# First time REW Plot



## bakerandshaker

Hello everyone, I just made my first plot using REW. I am kind of thinking that something must be wrong with the way I am measuring, and maybe some of the more experienced members of this forum can help me out. I just wanted to get familiar with the software, before I started measuring my home theater. I have a set of M-Audio studio monitor's that are connected to my PC that I measured. This plot just looked a little to good to me, but I have always loved these speakers. Just to make sure that everything was working right, I cut the mid's on my soundcard EQ, and sure enough the plot showed exactly what I did. So anyway here is my first plot, could anyone tell me why this might look just a little too good to be true?


----------



## Wayne A. Pflughaupt

Welcome to the Forum, baker!

Well, I doubt they really get response down to 2 Hz! LOL For one thing, your graph scaling is really off re-set the vertical axis for 45-105 dB, and the horizontal for 15 Hz – 25 kHz. Also, it looks like you’ve engaged maximum smoothing. Try smoothing for 1/3-octave, which is acceptable for a full-range graph. 

Regards,
Wayne


----------



## JohnM

You are probably still measuring with a loopback connection on your soundcard, the plot is just showing the effect of the meter cal file on a loopback measurement.


----------



## bakerandshaker

JohnM said:


> You are probably still measuring with a loopback connection on your soundcard, the plot is just showing the effect of the meter cal file on a loopback measurement.

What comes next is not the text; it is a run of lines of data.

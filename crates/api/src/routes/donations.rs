//! Route definitions for cash donations.

use axum::routing::{get, patch};
use axum::Router;

use crate::handlers::donation;
use crate::state::AppState;

/// Routes mounted at `/donations`.
///
/// ```text
/// GET    /                -> list (?status, campaign_id, limit, offset)
/// POST   /                -> create
/// GET    /stats           -> stats
/// GET    /{id}            -> get_by_id
/// PUT    /{id}            -> update
/// DELETE /{id}            -> delete
/// PATCH  /{id}/status     -> update_status
/// GET    /{id}/receipt    -> receipt (text/html)
/// ```
pub fn router() -> Router<AppState> {
    Router::new()
        .route("/", get(donation::list).post(donation::create))
        .route("/stats", get(donation::stats))
        .route(
            "/{id}",
            get(donation::get_by_id)
                .put(donation::update)
                .delete(donation::delete),
        )
        .route("/{id}/status", patch(donation::update_status))
        .route("/{id}/receipt", get(donation::receipt))
}
//! Route definitions for job openings and applications.

use axum::routing::{get, patch};
use axum::Router;

use crate::handlers::careers;
use crate::state::AppState;

/// Routes mounted at `/careers`.
///
/// ```text
/// GET    /jobs                         -> list_jobs (?active_only, department)
/// POST   /jobs                         -> create_job
/// GET    /jobs/{id}                    -> get_job
/// PUT    /jobs/{id}                    -> update_job
/// DELETE /jobs/{id}                    -> delete_job
/// PATCH  /jobs/{id}/toggle-active      -> toggle_job
/// GET    /jobs/{id}/applications       -> list_applications
/// POST   /jobs/{id}/applications       -> apply (multipart)
/// GET    /applications/{id}            -> get_application
/// DELETE /applications/{id}            -> delete_application
/// PATCH  /applications/{id}/status     -> update_application_status
/// ```
pub fn router() -> Router<AppState> {
    Router::new()
        .route("/jobs", get(careers::list_jobs).post(careers::create_job))
        .route(
            "/jobs/{id}",
            get(careers::get_job)
                .put(careers::update_job)
                .delete(careers::delete_job),
        )
        .route("/jobs/{id}/toggle-active", patch(careers::toggle_job))
        .route(
            "/jobs/{id}/applications",
            get(careers::list_applications).post(careers::apply),
        )
        .route(
            "/applications/{id}",
            get(careers::get_application).delete(careers::delete_application),
        )
        .route(
            "/applications/{id}/status",
            patch(careers::update_application_status),
        )
}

Yes, I did use a loopback connection as shown in the REW help file. I am a bit confused though as to what you are saying the plot is showing, could you elaborate a bit. Is the plot showing only the differential of the feedback loop?

You have written a really nice piece of software here John. I did a lot of lab work at Kansas State University about 7 years ago when I was studying electrical engineering. We were using Texas Instruments Labview a lot at the time. I remember writing C files for differential equations, been a while, but boy you had a lot of hard work in this. Great job, and the only way I can thank you is to learn how to use this software to its full potential.


----------



## bakerandshaker

Wayne A. Pflughaupt said:


> Welcome to the Forum, baker!
> 
> Well, I doubt they really get response down to 2 Hz! LOL For one thing, your graph scaling is really off re-set the vertical axis for 45-105 dB, and the horizontal for 15 Hz – 25 kHz. Also, it looks like you’ve engaged maximum smoothing. Try smoothing for 1/3-octave, which is acceptable for a full-range graph.
> 
> Regards,
> Wayne


Wayne,

Thanks for the help, I'll take your advice and post up the results.

Thanks.


----------



## laser188139

I suspect John had it right, that you are using the cable looping your output back to your input so you are measuring your soundcard response with a mic calibration file loaded. What microphone were you using, and how was it connected? 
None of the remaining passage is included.